A combination of station, satellite and reanalysis datasets over the past 30 years (1981 to 2010) are used to identify changes in surface temperature and its relationship to land use and land cover (LULC). The identification of LULC forced changes is based on the widely used observation minus reanalysis (OMR) technique. To characterize the change in temperature, we have used measurements of daily mean, maximum and minimum temperature at 29 stations (Fig.  1a and Table  S3 ). In addition, we have also used daily gridded datasets from IMD 61 , 62 and University of Delaware 63 to explore the spatial patterns of temperature changes. The University of Delaware gridded mean temperature datasets were developed using surface measurements such as those from Global Historical Climate Network 64 , 65 (GHCN). We have used NCEP-NCAR Reanalysis-1 (NNR) surface temperature datasets 66 primarily for the calculation of OMR.
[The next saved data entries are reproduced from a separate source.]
// ugBC - A retargetable BASIC compiler creating binaries for 8-bit home computers
// Copyright (C) 2026  Marcel Joachim Kloubert <marcel@kloubert.dev>
//
// This program is free software: you can redistribute it and/or modify
// it under the terms of the GNU Affero General Public License as published by
// the Free Software Foundation, either version 3 of the License, or
// (at your option) any later version.
//
// This program is distributed in the hope that it will be useful,
// but WITHOUT ANY WARRANTY; without even the implied warranty of
// MERCHANTABILITY or FITNESS FOR A PARTICULAR PURPOSE.  See the
// GNU Affero General Public License for more details.
//
// You should have received a copy of the GNU Affero General Public License
// along with this program.  If not, see <https://www.gnu.org/licenses/>.

//! The memory model of the target.
//!
//! - memory areas where memory-mapped and placed variables live
//! - typed banks (code, variables, temporaries, data, strings)
//! - expansion banks holding resources that are paged into resident windows

use crate::error::{CompileError, ErrorCode};
use crate::symbols::variable::ExpansionSlot;
use serde::Deserialize;

/// Index of a memory area.
#[derive(Debug, Clone, Copy, PartialEq, Eq, Hash)]
pub struct AreaId(pub usize);

/// Index of a bank.
#[derive(Debug, Clone, Copy, PartialEq, Eq, Hash)]
pub struct BankId(pub usize);

#[derive(Debug, Clone, Copy, PartialEq, Eq, Hash, Deserialize)]
#[serde(rename_all = "lowercase")]
pub enum MemoryAreaKind {
    /// Always visible to the CPU.
    Direct,
    /// Visible only when a hardware gate is open.
    Gated,
    /// Plain RAM reachable through the runtime.
    Ram,
}

/// A range of addresses variables can be placed in.
#[derive(Debug, Clone, PartialEq, Eq)]
pub struct MemoryArea {
    pub id: AreaId,
    pub start: u32,
    /// Next free address.
    pub current: u32,
    /// First address past the area.
    pub end: u32,
    pub kind: MemoryAreaKind,
}

impl MemoryArea {
    pub fn size(&self) -> u32 {
        self.end - self.start
    }

    pub fn remains(&self) -> u32 {
        self.end - self.current
    }
}

#[derive(Debug, Clone, Copy, PartialEq, Eq, Hash)]
pub enum BankType {
    Code,
    Variables,
    Temporary,
    Data,
    Strings,
}

impl BankType {
    pub const ALL: [BankType; 5] = [
        BankType::Code,
        BankType::Variables,
        BankType::Temporary,
        BankType::Data,
        BankType::Strings,
    ];

    fn index(&self) -> usize {
        match self {
            BankType::Code => 0,
            BankType::Variables => 1,
            BankType::Temporary => 2,
            BankType::Data => 3,
            BankType::Strings => 4,
        }
    }

    /// Name of the segment holding banks of this type.
    pub fn segment(&self) -> &'static str {
        match self {
            BankType::Code => "CODE",
            BankType::Variables => "VARIABLES",
            BankType::Temporary => "TEMPORARY",
            BankType::Data => "DATA",
            BankType::Strings => "STRINGS",
        }
    }
}

/// A typed region of the program image.
#[derive(Debug, Clone, PartialEq, Eq)]
pub struct Bank {
    pub id: BankId,
    pub name: String,
    /// Fixed load address; `None` lets the linker place it.
    pub address: Option<u16>,
    pub bank_type: BankType,
    pub filename: Option<String>,
    pub space: usize,
    pub remains: usize,
    /// `(symbol, size)` of every allocation, in order.
    pub allocations: Vec<(String, usize)>,
}

impl Bank {
    /// Reserve `size` bytes for `symbol`, returning the offset in the bank.
    pub fn allocate(&mut self, symbol: &str, size: usize) -> Result<usize, CompileError> {
        if size > self.remains {
            return Err(CompileError::unlocated(
                ErrorCode::BankFull,
                format!(
                    "bank {} cannot hold {} ({} bytes, {} left)",
                    self.name, symbol, size, self.remains
                ),
            ));
        }
        let offset = self.space - self.remains;
        self.remains -= size;
        self.allocations.push((symbol.to_string(), size));
        Ok(offset)
    }

    pub fn allocated(&self) -> usize {
        self.allocations.iter().map(|(_, size)| size).sum()
    }
}

/// A resident window resources are paged into.
#[derive(Debug, Clone, PartialEq, Eq)]
pub struct ExpansionWindow {
    pub size: usize,
    /// Largest block assigned to this window; sizes the paging stub.
    pub max_block: usize,
}

/// A block stored in an expansion bank.
#[derive(Debug, Clone, PartialEq, Eq)]
pub struct ExpansionBlock {
    pub name: String,
    pub offset: usize,
    pub size: usize,
    pub window: usize,
}

#[derive(Debug, Clone, PartialEq, Eq)]
pub struct ExpansionBank {
    pub index: usize,
    pub size: usize,
    pub remains: usize,
    pub blocks: Vec<ExpansionBlock>,
    pub data: Vec<u8>,
}

/// Banked memory beyond the CPU address space.
#[derive(Debug, Clone, PartialEq, Eq)]
pub struct ExpansionBanks {
    pub windows: Vec<ExpansionWindow>,
    pub banks: Vec<ExpansionBank>,
}

impl ExpansionBanks {
    pub fn new(window_sizes: &[usize], bank_count: usize, bank_size: usize) -> Self {
        Self {
            windows: window_sizes
                .iter()
                .map(|&size| ExpansionWindow { size, max_block: 0 })
                .collect(),
            banks: (0..bank_count)
                .map(|index| ExpansionBank {
                    index,
                    size: bank_size,
                    remains: bank_size,
                    blocks: Vec::new(),
                    data: Vec::new(),
                })
                .collect(),
        }
    }

    /// Store `data` in the first bank with room, to be paged into `window`.
    pub fn allocate(
        &mut self,
        name: &str,
        data: &[u8],
        window: usize,
    ) -> Result<ExpansionSlot, CompileError> {
        let window_size = match self.windows.get(window) {
            Some(w) => w.size,
            None => {
                return Err(CompileError::unlocated(
                    ErrorCode::BankNotFound,
                    format!("expansion window {} does not exist", window),
                ))
            }
        };
        if data.len() > window_size {
            return Err(CompileError::unlocated(
                ErrorCode::ExpansionWindowExceeded,
                format!(
                    "{} ({} bytes) exceeds expansion window {} ({} bytes)",
                    name,
                    data.len(),
                    window,
                    window_size
                ),
            ));
        }
        let bank = self
            .banks
            .iter_mut()
            .find(|b| b.remains >= data.len())
            .ok_or_else(|| {
                CompileError::unlocated(
                    ErrorCode::BankFull,
                    format!("no expansion bank has room for {} ({} bytes)", name, data.len()),
                )
            })?;
        let offset = bank.size - bank.remains;
        bank.remains -= data.len();
        bank.data.extend_from_slice(data);
        bank.blocks.push(ExpansionBlock {
            name: name.to_string(),
            offset,
            size: data.len(),
            window,
        });
        let slot = ExpansionSlot {
            bank: bank.index,
            offset,
            window,
        };
        let w = &mut self.windows[window];
        w.max_block = w.max_block.max(data.len());
        Ok(slot)
    }
}

#[derive(Debug, Default)]
pub struct MemoryModel {
    areas: Vec<MemoryArea>,
    banks: Vec<Bank>,
    by_type: [Vec<BankId>; 5],
    pub expansion: Option<ExpansionBanks>,
}

impl MemoryModel {
    pub fn new() -> Self {
        Self::default()
    }

    /// Register `[start, end]` (inclusive) as a memory area.
    pub fn add_area(&mut self, start: u16, end: u16, kind: MemoryAreaKind) -> AreaId {
        let id = AreaId(self.areas.len());
        self.areas.push(MemoryArea {
            id,
            start: start as u32,
            current: start as u32,
            end: end as u32 + 1,
            kind,
        });
        id
    }

    pub fn areas(&self) -> &[MemoryArea] {
        &self.areas
    }

    pub fn area(&self, id: AreaId) -> &MemoryArea {
        &self.areas[id.0]
    }

    /// Place `size` bytes in an area.
    ///
    /// A fixed `address` is kept as it is and bound to the first area
    /// containing it, if any; the area cursor does not move. Otherwise the
    /// lowest free address of the first DIRECT area with enough room is used.
    pub fn assign_to_area(
        &mut self,
        address: Option<u16>,
        size: usize,
    ) -> Result<(Option<AreaId>, u16), CompileError> {
        let size = size as u32;
        if let Some(address) = address {
            let address32 = address as u32;
            let area = self
                .areas
                .iter()
                .find(|a| a.start <= address32 && address32 < a.end)
                .map(|a| a.id);
            return Ok((area, address));
        }
        match self
            .areas
            .iter_mut()
            .find(|a| a.kind == MemoryAreaKind::Direct && a.remains() >= size)
        {
            Some(area) => {
                let placed = area.current as u16;
                area.current += size;
                Ok((Some(area.id), placed))
            }
            None => Err(CompileError::unlocated(
                ErrorCode::MemoryAreaExhausted,
                format!("no memory area has {} free bytes", size),
            )),
        }
    }

    /// Create a bank. Banks of one type are kept in creation order.
    pub fn add_bank(
        &mut self,
        name: &str,
        bank_type: BankType,
        address: Option<u16>,
        space: usize,
    ) -> BankId {
        let id = BankId(self.banks.len());
        self.banks.push(Bank {
            id,
            name: name.to_string(),
            address,
            bank_type,
            filename: None,
            space,
            remains: space,
            allocations: Vec::new(),
        });
        self.by_type[bank_type.index()].push(id);
        id
    }

    pub fn bank(&self, id: BankId) -> &Bank {
        &self.banks[id.0]
    }

    pub fn bank_mut(&mut self, id: BankId) -> &mut Bank {
        &mut self.banks[id.0]
    }

    pub fn banks(&self) -> &[Bank] {
        &self.banks
    }

    pub fn banks_of(&self, bank_type: BankType) -> &[BankId] {
        &self.by_type[bank_type.index()]
    }

    pub fn bank_by_name(&self, name: &str) -> Option<BankId> {
        self.banks.iter().find(|b| b.name == name).map(|b| b.id)
    }

    /// First bank of `bank_type`, failing with E125 if none exists.
    pub fn default_bank(&self, bank_type: BankType) -> Result<BankId, CompileError> {
        self.banks_of(bank_type).first().copied().ok_or_else(|| {
            CompileError::unlocated(
                ErrorCode::BankNotFound,
                format!("no {} bank defined", bank_type.segment()),
            )
        })
    }
}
The land use classification and their change is inferred from the Indian Remote Sensing Satellite (IRS) satellite Resourcesat-1 (P6), Advanced Wide Field Sensor (AWiFS) derived gridded datasets (from ISRO’s Bhuvan data portal, https://bhuvan.nrsc.gov.in/ ) for the period 2004 and 2010. This is a gridded product developed and validated for use with mesoscale models 67 for regional climate applications specifically over India. In addition, the topography dataset was obtained from National Geophysical Data Center (NGDC), NOAA to identify stations suitable for OMR analysis. This dataset was generated from the best available datasets which were further evaluated and edited before Digital Elevation Model (DEM) generation 68 .

The sensible and latent heat flux datasets from NCEP Climate Forecast System Version 2 (CFS v2) were used to detect changes in surface energy exchange. The NCEP CFS v2 is a consistent and stably calibrated forecast product. It provides a continuity of the climate data record with predictability of seasonal and sub-seasonal scale features 69 . The NDVI dataset were obtained from MODIS–Terra (MOD13C2) to determine changes in green vegetation cover. The MOD13C2 is derived using atmospherically corrected cloud free surface reflectance observations. Additional details about these datasets, their spatial and temporal resolution and period of observation are provided in Table  S4 (Supplementary Information).

Calculation of OMR and trends

To quantify the increase in temperature due to changes in LULC we have used Observation minus Reanalysis (OMR) technique developed by Kalnay and Cai (2003) 45 . This technique has been widely used to discern signatures related to land use changes and urbanization on surface temperature 10 , 17 , 27 , 43 , 44 , 45 from observations. OMR relates the change in the temperature trend due to LULC by subtracting NCEP/NCAR Reanalysis-1 (NNR) from the observation. The NNR product 66 was developed without assimilating surface parameters viz. surface temperature, moisture and winds 13 , 43 , 44 , 45 effectively making it insensitive to local surface changes. Therefore, any trend in OMR may be attributed to the impact of urbanization or change in LULC 27 , 35 , 37 , 45 , 53 , 70 , 71 . The premise here is that observational trends are modulated by all processes including large scale (modern climate change) and local forcing such as LULC change, but the NNR product includes large scale forcing but not LULC change. Therefore, the difference in their trends will highlight the impact of LULC change.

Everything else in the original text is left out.